[Stored items]
== Segment start ==

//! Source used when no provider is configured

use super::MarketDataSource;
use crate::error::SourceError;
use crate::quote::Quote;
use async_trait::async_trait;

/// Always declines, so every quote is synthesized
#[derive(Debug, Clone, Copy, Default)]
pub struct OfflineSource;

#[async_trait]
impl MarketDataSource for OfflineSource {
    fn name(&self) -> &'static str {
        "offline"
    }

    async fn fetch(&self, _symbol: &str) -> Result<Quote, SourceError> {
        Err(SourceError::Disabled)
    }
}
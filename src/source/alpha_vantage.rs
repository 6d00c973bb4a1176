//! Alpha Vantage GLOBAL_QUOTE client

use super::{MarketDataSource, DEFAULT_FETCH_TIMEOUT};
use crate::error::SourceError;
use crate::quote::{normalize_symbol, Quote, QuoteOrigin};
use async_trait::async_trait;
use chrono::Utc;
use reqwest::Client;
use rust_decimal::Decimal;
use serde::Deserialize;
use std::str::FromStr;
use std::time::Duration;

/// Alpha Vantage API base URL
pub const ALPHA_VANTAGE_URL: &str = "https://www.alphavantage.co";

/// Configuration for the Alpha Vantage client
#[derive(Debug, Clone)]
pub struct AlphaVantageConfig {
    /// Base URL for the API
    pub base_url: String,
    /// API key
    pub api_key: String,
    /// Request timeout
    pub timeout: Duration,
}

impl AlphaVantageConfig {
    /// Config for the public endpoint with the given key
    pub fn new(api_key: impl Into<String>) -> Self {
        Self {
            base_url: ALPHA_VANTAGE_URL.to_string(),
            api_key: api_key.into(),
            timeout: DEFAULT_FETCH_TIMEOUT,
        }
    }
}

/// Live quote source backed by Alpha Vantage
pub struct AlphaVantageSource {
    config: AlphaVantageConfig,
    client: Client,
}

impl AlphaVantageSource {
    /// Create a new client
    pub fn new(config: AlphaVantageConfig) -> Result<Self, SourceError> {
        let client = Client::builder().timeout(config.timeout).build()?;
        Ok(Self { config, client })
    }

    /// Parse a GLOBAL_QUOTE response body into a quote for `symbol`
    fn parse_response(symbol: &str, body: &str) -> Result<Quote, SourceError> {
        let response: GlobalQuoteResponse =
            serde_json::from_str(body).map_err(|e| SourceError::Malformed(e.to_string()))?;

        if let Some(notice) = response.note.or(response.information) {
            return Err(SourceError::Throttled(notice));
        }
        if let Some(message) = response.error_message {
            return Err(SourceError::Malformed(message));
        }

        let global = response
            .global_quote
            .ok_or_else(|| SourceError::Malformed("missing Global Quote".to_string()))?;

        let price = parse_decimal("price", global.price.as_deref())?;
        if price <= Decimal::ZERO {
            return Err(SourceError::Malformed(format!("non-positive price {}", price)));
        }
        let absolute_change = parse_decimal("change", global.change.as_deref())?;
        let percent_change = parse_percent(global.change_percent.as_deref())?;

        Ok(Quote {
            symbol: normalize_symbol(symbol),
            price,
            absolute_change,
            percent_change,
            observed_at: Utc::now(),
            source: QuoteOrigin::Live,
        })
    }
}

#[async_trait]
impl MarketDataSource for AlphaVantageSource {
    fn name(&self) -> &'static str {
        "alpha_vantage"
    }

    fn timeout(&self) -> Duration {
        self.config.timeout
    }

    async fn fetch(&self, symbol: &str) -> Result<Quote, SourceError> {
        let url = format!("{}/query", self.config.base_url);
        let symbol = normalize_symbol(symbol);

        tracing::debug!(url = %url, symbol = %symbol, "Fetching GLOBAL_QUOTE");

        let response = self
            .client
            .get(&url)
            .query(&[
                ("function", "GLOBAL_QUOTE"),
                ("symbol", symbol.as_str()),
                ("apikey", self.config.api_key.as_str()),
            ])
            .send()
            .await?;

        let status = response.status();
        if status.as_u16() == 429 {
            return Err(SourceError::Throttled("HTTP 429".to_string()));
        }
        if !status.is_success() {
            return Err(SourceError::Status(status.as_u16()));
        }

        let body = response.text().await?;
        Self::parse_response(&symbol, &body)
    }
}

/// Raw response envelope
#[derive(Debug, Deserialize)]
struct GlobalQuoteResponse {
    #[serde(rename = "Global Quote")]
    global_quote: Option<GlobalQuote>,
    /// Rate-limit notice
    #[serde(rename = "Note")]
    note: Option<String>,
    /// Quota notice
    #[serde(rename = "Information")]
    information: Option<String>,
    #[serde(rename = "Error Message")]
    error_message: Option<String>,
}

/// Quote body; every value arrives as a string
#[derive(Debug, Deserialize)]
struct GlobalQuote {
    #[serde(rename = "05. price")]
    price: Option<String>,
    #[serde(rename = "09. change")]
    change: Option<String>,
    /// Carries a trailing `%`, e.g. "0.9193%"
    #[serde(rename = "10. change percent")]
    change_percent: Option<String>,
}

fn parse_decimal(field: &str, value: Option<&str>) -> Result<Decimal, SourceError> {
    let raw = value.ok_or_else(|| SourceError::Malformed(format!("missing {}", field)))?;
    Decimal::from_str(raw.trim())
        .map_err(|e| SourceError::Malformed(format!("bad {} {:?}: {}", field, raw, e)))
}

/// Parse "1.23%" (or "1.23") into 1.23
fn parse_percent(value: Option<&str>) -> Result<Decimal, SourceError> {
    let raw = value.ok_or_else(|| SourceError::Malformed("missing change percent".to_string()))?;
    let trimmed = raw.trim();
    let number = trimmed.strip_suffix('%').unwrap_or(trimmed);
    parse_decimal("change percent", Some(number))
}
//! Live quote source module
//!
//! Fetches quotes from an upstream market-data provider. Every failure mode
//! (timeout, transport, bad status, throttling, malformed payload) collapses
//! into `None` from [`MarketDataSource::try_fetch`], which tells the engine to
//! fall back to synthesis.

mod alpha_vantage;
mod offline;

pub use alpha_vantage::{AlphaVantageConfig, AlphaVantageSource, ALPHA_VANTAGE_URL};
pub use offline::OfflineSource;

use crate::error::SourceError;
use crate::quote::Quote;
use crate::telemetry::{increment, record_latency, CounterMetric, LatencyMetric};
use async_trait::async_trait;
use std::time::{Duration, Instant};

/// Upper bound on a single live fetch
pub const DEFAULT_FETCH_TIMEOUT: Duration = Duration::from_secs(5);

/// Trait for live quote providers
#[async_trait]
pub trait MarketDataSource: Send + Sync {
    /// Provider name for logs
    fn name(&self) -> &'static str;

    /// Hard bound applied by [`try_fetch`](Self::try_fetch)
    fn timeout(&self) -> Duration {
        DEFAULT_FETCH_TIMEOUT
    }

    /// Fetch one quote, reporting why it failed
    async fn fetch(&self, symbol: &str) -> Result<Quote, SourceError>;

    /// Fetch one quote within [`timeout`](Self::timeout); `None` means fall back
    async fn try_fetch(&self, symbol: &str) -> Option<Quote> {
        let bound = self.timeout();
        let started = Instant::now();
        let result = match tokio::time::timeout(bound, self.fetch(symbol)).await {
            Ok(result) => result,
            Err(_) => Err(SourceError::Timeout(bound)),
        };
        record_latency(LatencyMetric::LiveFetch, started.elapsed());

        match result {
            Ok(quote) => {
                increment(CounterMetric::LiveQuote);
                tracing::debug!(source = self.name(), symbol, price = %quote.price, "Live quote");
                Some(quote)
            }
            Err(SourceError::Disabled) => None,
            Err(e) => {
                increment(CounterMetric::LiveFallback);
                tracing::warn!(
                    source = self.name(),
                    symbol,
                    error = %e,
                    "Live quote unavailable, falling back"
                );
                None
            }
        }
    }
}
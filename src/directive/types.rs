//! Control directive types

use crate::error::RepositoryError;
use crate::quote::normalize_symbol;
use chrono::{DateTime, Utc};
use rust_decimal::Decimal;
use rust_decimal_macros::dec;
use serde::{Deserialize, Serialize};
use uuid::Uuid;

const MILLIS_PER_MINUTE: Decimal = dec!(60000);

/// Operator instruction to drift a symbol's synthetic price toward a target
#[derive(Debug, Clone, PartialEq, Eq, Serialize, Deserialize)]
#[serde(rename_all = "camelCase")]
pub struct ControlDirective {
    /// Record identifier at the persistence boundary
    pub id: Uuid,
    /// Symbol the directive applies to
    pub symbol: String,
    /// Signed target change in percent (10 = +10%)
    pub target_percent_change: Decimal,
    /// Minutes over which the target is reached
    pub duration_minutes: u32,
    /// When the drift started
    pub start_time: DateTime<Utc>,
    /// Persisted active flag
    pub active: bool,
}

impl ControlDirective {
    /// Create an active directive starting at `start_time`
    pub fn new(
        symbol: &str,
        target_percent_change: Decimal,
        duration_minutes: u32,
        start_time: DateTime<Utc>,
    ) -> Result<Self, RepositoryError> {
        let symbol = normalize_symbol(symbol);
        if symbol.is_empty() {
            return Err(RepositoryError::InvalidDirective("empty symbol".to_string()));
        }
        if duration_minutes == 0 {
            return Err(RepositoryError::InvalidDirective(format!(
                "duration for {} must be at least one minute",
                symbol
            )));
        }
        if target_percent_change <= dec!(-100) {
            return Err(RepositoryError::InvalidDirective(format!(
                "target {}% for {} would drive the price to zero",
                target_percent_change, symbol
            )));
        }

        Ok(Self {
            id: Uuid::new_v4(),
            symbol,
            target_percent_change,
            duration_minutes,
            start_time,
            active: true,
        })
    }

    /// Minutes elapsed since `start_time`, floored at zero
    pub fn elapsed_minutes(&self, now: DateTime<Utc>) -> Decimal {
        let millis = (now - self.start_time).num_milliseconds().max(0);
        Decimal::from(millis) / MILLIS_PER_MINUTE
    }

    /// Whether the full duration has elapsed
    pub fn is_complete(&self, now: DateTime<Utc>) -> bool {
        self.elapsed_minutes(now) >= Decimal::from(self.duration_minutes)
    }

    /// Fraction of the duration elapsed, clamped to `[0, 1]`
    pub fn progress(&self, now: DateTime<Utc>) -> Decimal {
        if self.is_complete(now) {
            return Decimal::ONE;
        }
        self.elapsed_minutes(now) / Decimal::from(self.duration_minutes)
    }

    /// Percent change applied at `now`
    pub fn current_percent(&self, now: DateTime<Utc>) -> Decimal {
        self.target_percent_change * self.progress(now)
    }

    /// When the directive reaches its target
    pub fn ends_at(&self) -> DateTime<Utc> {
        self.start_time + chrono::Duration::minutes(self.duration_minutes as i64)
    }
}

== Segment end ==

Copying word for word, give each line of the data above from the first one through the line containing "impl MarketDataSource for OfflineSource", and nothing else.

*RESPONSE*.
//! Source used when no provider is configured

use super::MarketDataSource;
use crate::error::SourceError;
use crate::quote::Quote;
use async_trait::async_trait;

/// Always declines, so every quote is synthesized
#[derive(Debug, Clone, Copy, Default)]
pub struct OfflineSource;

#[async_trait]
impl MarketDataSource for OfflineSource {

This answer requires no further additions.